Facing its steepest revenue decline in 28 years, the restaurant industry has decided to appeal to its customers' baser instincts. Offering more and cheaper drink specials, extended happy hours, and all-you-can-drink promotions, eateries from Chili's to Morton's are moving to pull in customers with deals that often seem too good to be true.
Conventional wisdom holds that sin stocks -- alcohol, tobacco, and gambling -- are recession-proof: that financial downturns lead consumers to drown their woes in a cocktail of stimulants, depressants, and other distractions. The truth is far more complex: sin stocks are resistant to economic downturns, but not immune. Consumers may drink more in hard times -- but they try to drink on the cheap.
Lately, that's meant a shift from brand-name booze. While alcohol sales by volume increased by 1.5 percent between 2008 and 2009, liquor-store owners reported that their profit margin shrank as customers increasingly focused on non-premium brands.

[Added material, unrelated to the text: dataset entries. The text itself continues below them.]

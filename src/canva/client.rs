//! Canva REST API client - OAuth token endpoint and design creation

use async_trait::async_trait;
use reqwest::Client;
use serde::{Deserialize, Serialize};
use std::time::Duration;
use tracing::{debug, warn};
use utoipa::ToSchema;

use crate::config::CanvaConfig;
use crate::error::{AppError, Result};

const TOKEN_PATH: &str = "/rest/v1/oauth/token";
const DESIGNS_PATH: &str = "/rest/v1/designs";

/// Authorization code exchange parameters
#[derive(Debug, Clone)]
pub struct CodeExchange {
    pub code: String,
    pub redirect_uri: String,
    pub client_id: String,
    pub client_secret: String,
    pub code_verifier: String,
}

/// Refresh grant parameters
#[derive(Debug, Clone)]
pub struct TokenRefresh {
    pub refresh_token: String,
    pub client_id: String,
    pub client_secret: String,
}

/// Token endpoint response
#[derive(Debug, Clone, PartialEq, Serialize, Deserialize)]
pub struct TokenResponse {
    pub access_token: String,
    #[serde(default)]
    pub refresh_token: Option<String>,
    #[serde(default)]
    pub expires_in: Option<i64>,
    #[serde(default)]
    pub token_type: Option<String>,
    #[serde(default)]
    pub scope: Option<String>,
}

/// Design dimensions, always in inches
#[derive(Debug, Clone, PartialEq, Serialize, Deserialize, ToSchema)]
pub struct DesignDimensions {
    pub unit: String,
    pub width: f64,
    pub height: f64,
}

/// Body sent to Canva's design creation endpoint
#[derive(Debug, Clone, PartialEq, Serialize, Deserialize, ToSchema)]
pub struct CreateDesignPayload {
    pub name: String,
    pub dimensions: DesignDimensions,
}

impl CreateDesignPayload {
    pub fn inches(name: String, width: f64, height: f64) -> Self {
        Self {
            name,
            dimensions: DesignDimensions {
                unit: "INCH".to_string(),
                width,
                height,
            },
        }
    }
}

/// Calls this service makes against Canva
#[async_trait]
pub trait CanvaClient: Send + Sync {
    /// Exchange an authorization code for tokens
    async fn exchange_code(&self, request: &CodeExchange) -> Result<TokenResponse>;

    /// Trade a refresh token for a new access token
    async fn refresh_token(&self, request: &TokenRefresh) -> Result<TokenResponse>;

    /// Create a blank design; Canva's response is returned untouched
    async fn create_design(
        &self,
        access_token: &str,
        payload: &CreateDesignPayload,
    ) -> Result<serde_json::Value>;
}

/// `reqwest` implementation of [`CanvaClient`]
pub struct HttpCanvaClient {
    client: Client,
    api_base: String,
}

impl HttpCanvaClient {
    pub fn new(config: &CanvaConfig) -> Result<Self> {
        let client = Client::builder()
            .user_agent(concat!("printssistant-backend/", env!("CARGO_PKG_VERSION")))
            .timeout(Duration::from_millis(config.timeout_ms))
            .build()
            .map_err(|e| AppError::Internal(format!("Failed to create HTTP client: {}", e)))?;

        Ok(Self {
            client,
            api_base: config.api_base.trim_end_matches('/').to_string(),
        })
    }

    fn url(&self, path: &str) -> String {
        format!("{}{}", self.api_base, path)
    }

    async fn post_token_form(&self, form: &[(&str, &str)]) -> Result<TokenResponse> {
        let grant_type = form
            .iter()
            .find(|(k, _)| *k == "grant_type")
            .map(|(_, v)| *v)
            .unwrap_or_default();
        debug!(grant_type, "Requesting Canva token");

        let response = self.client.post(self.url(TOKEN_PATH)).form(form).send().await?;
        let response = ensure_success(response, "token").await?;
        Ok(response.json::<TokenResponse>().await?)
    }
}

/// Turn a non-2xx response into `AppError::Upstream` carrying the body text
async fn ensure_success(response: reqwest::Response, call: &str) -> Result<reqwest::Response> {
    let status = response.status();
    if status.is_success() {
        return Ok(response);
    }

    let body = response.text().await.unwrap_or_default();
    warn!(call, status = status.as_u16(), body = %body, "Canva request failed");
    Err(AppError::Upstream {
        status: status.as_u16(),
        body,
    })
}

#[async_trait]
impl CanvaClient for HttpCanvaClient {
    async fn exchange_code(&self, request: &CodeExchange) -> Result<TokenResponse> {
        self.post_token_form(&[
            ("grant_type", "authorization_code"),
            ("code", request.code.as_str()),
            ("redirect_uri", request.redirect_uri.as_str()),
            ("client_id", request.client_id.as_str()),
            ("client_secret", request.client_secret.as_str()),
            ("code_verifier", request.code_verifier.as_str()),
        ])
        .await
    }

    async fn refresh_token(&self, request: &TokenRefresh) -> Result<TokenResponse> {
        self.post_token_form(&[
            ("grant_type", "refresh_token"),
            ("refresh_token", request.refresh_token.as_str()),
            ("client_id", request.client_id.as_str()),
            ("client_secret", request.client_secret.as_str()),
        ])
        .await
    }

    async fn create_design(
        &self,
        access_token: &str,
        payload: &CreateDesignPayload,
    ) -> Result<serde_json::Value> {
        debug!(name = %payload.name, "Creating Canva design");

        let response = self
            .client
            .post(self.url(DESIGNS_PATH))
            .bearer_auth(access_token)
            .json(payload)
            .send()
            .await?;
        let response = ensure_success(response, "create_design").await?;
        Ok(response.json::<serde_json::Value>().await?)
    }
}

A second recessionary alcohol trend is that, beginning in 2007, more consumers began drinking at home instead of in restaurants. Last year saw a 2.2 percent drop in on-premises drinking, paired with a 2.9 percent increase in off-premises (or home) drinking. In 2009, estimates of the on-premises drop range as high as 10 percent.
For restaurants, this has been devastating. Alcoholic beverages are less labor-intensive and require fewer ingredients than most food items, which makes their bottom line is cheaper. With the addition of a markup that is generally the same or more than comparably-priced menu items, the profit margins on cocktails hover around 30 percent -- roughly double that of food items.
Alcohol consumption -- particularly in suburban and rural areas with less public transportation -- often inspires customers to linger in and order food, further increasing a restaurant's booze bonus. If an establishment can persuade customers to buy a couple of highballs, it can anticipate significant revenues from both the alcohol and from subsequent food sales.
With this in mind, the move toward increased drink specials makes a great deal of sense. To begin with, researchers at the University of Florida and San Diego State University have determined that drink specials encourage customers to drink more than they normally would, which suggests that a narrower per drink profit margin can translate into equal or larger per-customer profits. Add in increased food sales as tipsy customers try to sober up, and the drink special bonus becomes a major recessionary factor.
While economic improvement may spell the end of super-cheap recession drink specials, consumer changes in hard times sometimes linger long after finances improve. Cultural mainstays -- tacos, spaghetti, movie popcorn, soup -- all had their genesis in hard times, yet they're as popular as ever. With that in mind, once Bonefish Grill's $5 highballs and Chilis' $3.99 margaritas bring customers through the door, they'll probably win a permanent place on the menu.